ケトアシドスリアは、脳の栄養不足につながり、精神遅滞や認知障害を引き起こす病態です。これはまれな遺伝性疾患であり、幼児期に発症します。ケトアセドスリアの主な症状は、発達遅延、神経系、学習障害に関連しています。

ケトアシドスリアは、腎臓によって体外に排泄されなければならないケトン（ブドウ糖が不足すると形成される有機化合物）とアミノ酸が体内に蓄積する稀な遺伝性疾患です。通常、ケトン体の病的喪失は、乳児では生後 3 年間に発生し、成人では免疫系が低下した後に発生します。

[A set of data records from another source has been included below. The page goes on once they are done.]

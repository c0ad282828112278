use std::path::{Path, PathBuf};

use crate::config::VolumeConfig;
use crate::engine::PageId;

use super::paths::{is_page_file, page_id};

// =============================================================================
// Errors
// =============================================================================

#[derive(thiserror::Error, Debug)]
pub enum SourceError {
    #[error("volume path does not exist: {0}")]
    PathNotFound(PathBuf),

    #[error("volume path is not a directory: {0}")]
    NotADirectory(PathBuf),

    #[error("failed to read directory {path}: {source}")]
    ReadDir {
        path: PathBuf,
        source: std::io::Error,
    },

    #[error("failed to read directory entry in {path}: {source}")]
    ReadEntry {
        path: PathBuf,
        source: std::io::Error,
    },
}

// =============================================================================
// Volumes
// =============================================================================

/// A volume after discovery: where its content lives and which pages it has.
#[derive(Debug, Clone)]
pub struct Volume {
    pub config: VolumeConfig,
    /// The resolved local content directory
    pub root: PathBuf,
    /// Page paths relative to `root`, sorted
    pub pages: Vec<PathBuf>,
}

impl Volume {
    /// Resolve a volume's directory against `base_path` and find its pages.
    pub fn discover(config: VolumeConfig, base_path: &Path) -> Result<Self, SourceError> {
        let root = if config.path.is_relative() {
            base_path.join(&config.path)
        } else {
            config.path.clone()
        };

        if !root.exists() {
            return Err(SourceError::PathNotFound(root));
        }
        if !root.is_dir() {
            return Err(SourceError::NotADirectory(root));
        }

        let mut pages = Vec::new();
        walk_directory(&root, &PathBuf::new(), &mut pages)?;
        pages.sort();

        Ok(Self {
            config,
            root,
            pages,
        })
    }

    pub fn name(&self) -> &str {
        &self.config.name
    }

    /// Page ids in volume order.
    pub fn page_ids(&self) -> Vec<PageId> {
        self.pages
            .iter()
            .map(|path| page_id(self.name(), path))
            .collect()
    }

    /// The source file of a page, given its volume-relative path.
    pub fn source_path(&self, relative: &str) -> PathBuf {
        self.root.join(relative)
    }
}

/// Recursively collect Markdown files below `dir`.
fn walk_directory(
    dir: &Path,
    relative_path: &Path,
    pages: &mut Vec<PathBuf>,
) -> Result<(), SourceError> {
    let entries = std::fs::read_dir(dir).map_err(|e| SourceError::ReadDir {
        path: dir.to_path_buf(),
        source: e,
    })?;

    for entry in entries {
        let entry = entry.map_err(|e| SourceError::ReadEntry {
            path: dir.to_path_buf(),
            source: e,
        })?;

        let path = entry.path();
        let file_name = entry.file_name();
        let file_name_str = file_name.to_string_lossy();

        // Skip hidden files and directories
        if file_name_str.starts_with('.') {
            continue;
        }

        // Skip common non-content directories
        if path.is_dir() && matches!(file_name_str.as_ref(), "node_modules" | "target") {
            continue;
        }

        let item_relative_path = relative_path.join(&file_name);

        if path.is_dir() {
            walk_directory(&path, &item_relative_path, pages)?;
        } else if path.is_file() && is_page_file(&item_relative_path) {
            pages.push(item_relative_path);
        }
    }

    Ok(())
}

#[cfg(test)]
mod tests {
    use super::*;

    fn volume_config(path: &Path) -> VolumeConfig {
        VolumeConfig {
            name: "guide".into(),
            path: path.to_path_buf(),
            title: None,
        }
    }

    #[test]
    fn test_discover_finds_markdown_pages_sorted() {
        let dir = tempfile::tempdir().unwrap();
        let root = dir.path().join("guide");
        std::fs::create_dir_all(root.join("start")).unwrap();
        std::fs::create_dir_all(root.join(".hidden")).unwrap();
        std::fs::write(root.join("zeta.md"), "# Z").unwrap();
        std::fs::write(root.join("alpha.markdown"), "# A").unwrap();
        std::fs::write(root.join("start/install.md"), "# I").unwrap();
        std::fs::write(root.join("logo.png"), "png").unwrap();
        std::fs::write(root.join(".hidden/secret.md"), "# S").unwrap();

        let volume = Volume::discover(volume_config(Path::new("guide")), dir.path()).unwrap();

        assert_eq!(
            volume.page_ids(),
            vec![
                PageId::new("guide/alpha.markdown"),
                PageId::new("guide/start/install.md"),
                PageId::new("guide/zeta.md"),
            ]
        );
        assert_eq!(
            volume.source_path("start/install.md"),
            root.join("start/install.md")
        );
    }

    #[test]
    fn test_discover_missing_directory() {
        let dir = tempfile::tempdir().unwrap();
        let result = Volume::discover(volume_config(Path::new("nope")), dir.path());
        assert!(matches!(result, Err(SourceError::PathNotFound(_))));
    }

    #[test]
    fn test_discover_file_instead_of_directory() {
        let dir = tempfile::tempdir().unwrap();
        std::fs::write(dir.path().join("guide"), "not a dir").unwrap();
        let result = Volume::discover(volume_config(Path::new("guide")), dir.path());
        assert!(matches!(result, Err(SourceError::NotADirectory(_))));
    }
}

ケトアシドーシスは、インスリンの急性欠乏または低血糖症、および長期の絶食、アルコールおよびケトン体形成を引き起こすその他の物質の摂取の両方によって発生する可能性があります。これは、腎臓が過剰なリン酸塩、塩類、アミノ酸を濾過できず、血液が腎臓を通って膀胱に運ばれ、過剰な代謝産物が蓄積する状態です。ケトン体が血液から除去されない場合、ケトアセデュリアが発症します。これは、肝臓、腎臓の機能不全、アレルギー、糖尿病、ウイルス感染によって引き起こされる可能性があります。